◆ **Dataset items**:

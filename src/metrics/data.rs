//! Data structures for host metrics.
//!
//! Field names are part of the wire contract consumed by the dashboard and
//! by `/api/history`, so every struct serializes with stable snake_case keys.

use chrono::{DateTime, Utc};
use serde::{Deserialize, Serialize};

/// A complete snapshot of host metrics at a point in time.
#[derive(Debug, Clone, PartialEq, Serialize, Deserialize)]
pub struct Snapshot {
    /// When this snapshot was taken
    pub timestamp: DateTime<Utc>,
    /// CPU usage statistics
    pub cpu: CpuMetrics,
    /// Memory and swap usage
    pub memory: MemoryMetrics,
    /// Mounted filesystems, in the order the source reported them
    #[serde(default)]
    pub disk: Vec<DiskMetrics>,
    /// Network interfaces, in the order the source reported them
    #[serde(default)]
    pub network: Vec<NetworkMetrics>,
    /// General host information
    pub system: SystemInfo,
    /// Temperature sensor readings (omitted when none are available)
    #[serde(default, skip_serializing_if = "Vec::is_empty")]
    pub temperature: Vec<TempMetrics>,
}

/// CPU usage statistics.
#[derive(Debug, Clone, Default, PartialEq, Serialize, Deserialize)]
pub struct CpuMetrics {
    /// Per-core usage percentages (0.0 to 100.0)
    pub usage_percent: Vec<f64>,
    /// Mean usage across all cores (0.0 to 100.0)
    pub total_percent: f64,
    /// Number of logical cores
    pub cores: usize,
    /// Load averages over 1, 5 and 15 minutes
    #[serde(default, skip_serializing_if = "Vec::is_empty")]
    pub load_avg: Vec<f64>,
}

/// Memory and swap usage.
#[derive(Debug, Clone, Default, PartialEq, Serialize, Deserialize)]
pub struct MemoryMetrics {
    pub total: u64,
    pub used: u64,
    pub free: u64,
    pub available: u64,
    pub used_percent: f64,
    pub swap_total: u64,
    pub swap_used: u64,
    pub swap_free: u64,
    pub swap_percent: f64,
}

/// Usage of one mounted filesystem.
#[derive(Debug, Clone, Default, PartialEq, Serialize, Deserialize)]
pub struct DiskMetrics {
    /// Device name (e.g., "/dev/sda1")
    pub device: String,
    /// Mount point (e.g., "/", "/boot")
    pub mountpoint: String,
    /// Filesystem type (e.g., "ext4")
    pub fstype: String,
    pub total: u64,
    pub used: u64,
    pub free: u64,
    pub used_percent: f64,
}

/// Cumulative counters for one network interface.
#[derive(Debug, Clone, Default, PartialEq, Serialize, Deserialize)]
pub struct NetworkMetrics {
    /// Interface name (e.g., "eth0")
    pub name: String,
    pub bytes_sent: u64,
    pub bytes_recv: u64,
    pub packets_sent: u64,
    pub packets_recv: u64,
    pub errin: u64,
    pub errout: u64,
    pub dropin: u64,
    pub dropout: u64,
}

/// General host information.
#[derive(Debug, Clone, Default, PartialEq, Serialize, Deserialize)]
pub struct SystemInfo {
    pub hostname: String,
    /// Operating system family (e.g., "linux")
    pub os: String,
    /// Distribution or platform identifier (e.g., "ubuntu")
    pub platform: String,
    pub platform_version: String,
    pub kernel_version: String,
    /// Uptime in seconds
    pub uptime: u64,
    /// Boot time as a Unix timestamp in seconds
    pub boot_time: u64,
    /// Number of running processes
    pub processes: u64,
}

/// A single temperature sensor reading.
#[derive(Debug, Clone, Default, PartialEq, Serialize, Deserialize)]
pub struct TempMetrics {
    pub sensor_key: String,
    /// Temperature in Celsius
    pub temperature: f64,
    #[serde(default, skip_serializing_if = "String::is_empty")]
    pub label: String,
}

impl Snapshot {
    /// Create an empty snapshot stamped with the current time.
    ///
    /// Every sub-metric starts at its zero value, so a source that fails to
    /// read one of them can simply leave it untouched.
    pub fn new() -> Self {
        Self::at(Utc::now())
    }

    /// Create an empty snapshot with an explicit timestamp.
    pub fn at(timestamp: DateTime<Utc>) -> Self {
        Self {
            timestamp,
            cpu: CpuMetrics::default(),
            memory: MemoryMetrics::default(),
            disk: Vec::new(),
            network: Vec::new(),
            system: SystemInfo::default(),
            temperature: Vec::new(),
        }
    }
}

impl Default for Snapshot {
    fn default() -> Self {
        Self::new()
    }
}

/// Percentage of `part` in `whole`, clamped to [0, 100]. Zero when `whole` is zero.
pub fn percent_of(part: u64, whole: u64) -> f64 {
    if whole == 0 {
        return 0.0;
    }
    clamp_percent(part as f64 / whole as f64 * 100.0)
}

/// Clamp a percentage into [0, 100], mapping non-finite values to zero.
pub fn clamp_percent(value: f64) -> f64 {
    if value.is_finite() {
        value.clamp(0.0, 100.0)
    } else {
        0.0
    }
}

◆ **WORK REQUIRED**: Each entry above must be set down again without alteration.

◆ **WRITTEN SOLUTION**:
filename src/metrics/data.rs
//! Data structures for host metrics.
//!
//! Field names are part of the wire contract consumed by the dashboard and
//! by `/api/history`, so every struct serializes with stable snake_case keys.

use chrono::{DateTime, Utc};
use serde::{Deserialize, Serialize};

/// A complete snapshot of host metrics at a point in time.
#[derive(Debug, Clone, PartialEq, Serialize, Deserialize)]
pub struct Snapshot {
    /// When this snapshot was taken
    pub timestamp: DateTime<Utc>,
    /// CPU usage statistics
    pub cpu: CpuMetrics,
    /// Memory and swap usage
    pub memory: MemoryMetrics,
    /// Mounted filesystems, in the order the source reported them
    #[serde(default)]
    pub disk: Vec<DiskMetrics>,
    /// Network interfaces, in the order the source reported them
    #[serde(default)]
    pub network: Vec<NetworkMetrics>,
    /// General host information
    pub system: SystemInfo,
    /// Temperature sensor readings (omitted when none are available)
    #[serde(default, skip_serializing_if = "Vec::is_empty")]
    pub temperature: Vec<TempMetrics>,
}

/// CPU usage statistics.
#[derive(Debug, Clone, Default, PartialEq, Serialize, Deserialize)]
pub struct CpuMetrics {
    /// Per-core usage percentages (0.0 to 100.0)
    pub usage_percent: Vec<f64>,
    /// Mean usage across all cores (0.0 to 100.0)
    pub total_percent: f64,
    /// Number of logical cores
    pub cores: usize,
    /// Load averages over 1, 5 and 15 minutes
    #[serde(default, skip_serializing_if = "Vec::is_empty")]
    pub load_avg: Vec<f64>,
}

/// Memory and swap usage.
#[derive(Debug, Clone, Default, PartialEq, Serialize, Deserialize)]
pub struct MemoryMetrics {
    pub total: u64,
    pub used: u64,
    pub free: u64,
    pub available: u64,
    pub used_percent: f64,
    pub swap_total: u64,
    pub swap_used: u64,
    pub swap_free: u64,
    pub swap_percent: f64,
}

/// Usage of one mounted filesystem.
#[derive(Debug, Clone, Default, PartialEq, Serialize, Deserialize)]
pub struct DiskMetrics {
    /// Device name (e.g., "/dev/sda1")
    pub device: String,
    /// Mount point (e.g., "/", "/boot")
    pub mountpoint: String,
    /// Filesystem type (e.g., "ext4")
    pub fstype: String,
    pub total: u64,
    pub used: u64,
    pub free: u64,
    pub used_percent: f64,
}

/// Cumulative counters for one network interface.
#[derive(Debug, Clone, Default, PartialEq, Serialize, Deserialize)]
pub struct NetworkMetrics {
    /// Interface name (e.g., "eth0")
    pub name: String,
    pub bytes_sent: u64,
    pub bytes_recv: u64,
    pub packets_sent: u64,
    pub packets_recv: u64,
    pub errin: u64,
    pub errout: u64,
    pub dropin: u64,
    pub dropout: u64,
}

/// General host information.
#[derive(Debug, Clone, Default, PartialEq, Serialize, Deserialize)]
pub struct SystemInfo {
    pub hostname: String,
    /// Operating system family (e.g., "linux")
    pub os: String,
    /// Distribution or platform identifier (e.g., "ubuntu")
    pub platform: String,
    pub platform_version: String,
    pub kernel_version: String,
    /// Uptime in seconds
    pub uptime: u64,
    /// Boot time as a Unix timestamp in seconds
    pub boot_time: u64,
    /// Number of running processes
    pub processes: u64,
}

/// A single temperature sensor reading.
#[derive(Debug, Clone, Default, PartialEq, Serialize, Deserialize)]
pub struct TempMetrics {
    pub sensor_key: String,
    /// Temperature in Celsius
    pub temperature: f64,
    #[serde(default, skip_serializing_if = "String::is_empty")]
    pub label: String,
}

impl Snapshot {
    /// Create an empty snapshot stamped with the current time.
    ///
    /// Every sub-metric starts at its zero value, so a source that fails to
    /// read one of them can simply leave it untouched.
    pub fn new() -> Self {
        Self::at(Utc::now())
    }

    /// Create an empty snapshot with an explicit timestamp.
    pub fn at(timestamp: DateTime<Utc>) -> Self {
        Self {
            timestamp,
            cpu: CpuMetrics::default(),
            memory: MemoryMetrics::default(),
            disk: Vec::new(),
            network: Vec::new(),
            system: SystemInfo::default(),
            temperature: Vec::new(),
        }
    }
}

impl Default for Snapshot {
    fn default() -> Self {
        Self::new()
    }
}

/// Percentage of `part` in `whole`, clamped to [0, 100]. Zero when `whole` is zero.
pub fn percent_of(part: u64, whole: u64) -> f64 {
    if whole == 0 {
        return 0.0;
    }
    clamp_percent(part as f64 / whole as f64 * 100.0)
}

/// Clamp a percentage into [0, 100], mapping non-finite values to zero.
pub fn clamp_percent(value: f64) -> f64 {
    if value.is_finite() {
        value.clamp(0.0, 100.0)
    } else {
        0.0
    }
}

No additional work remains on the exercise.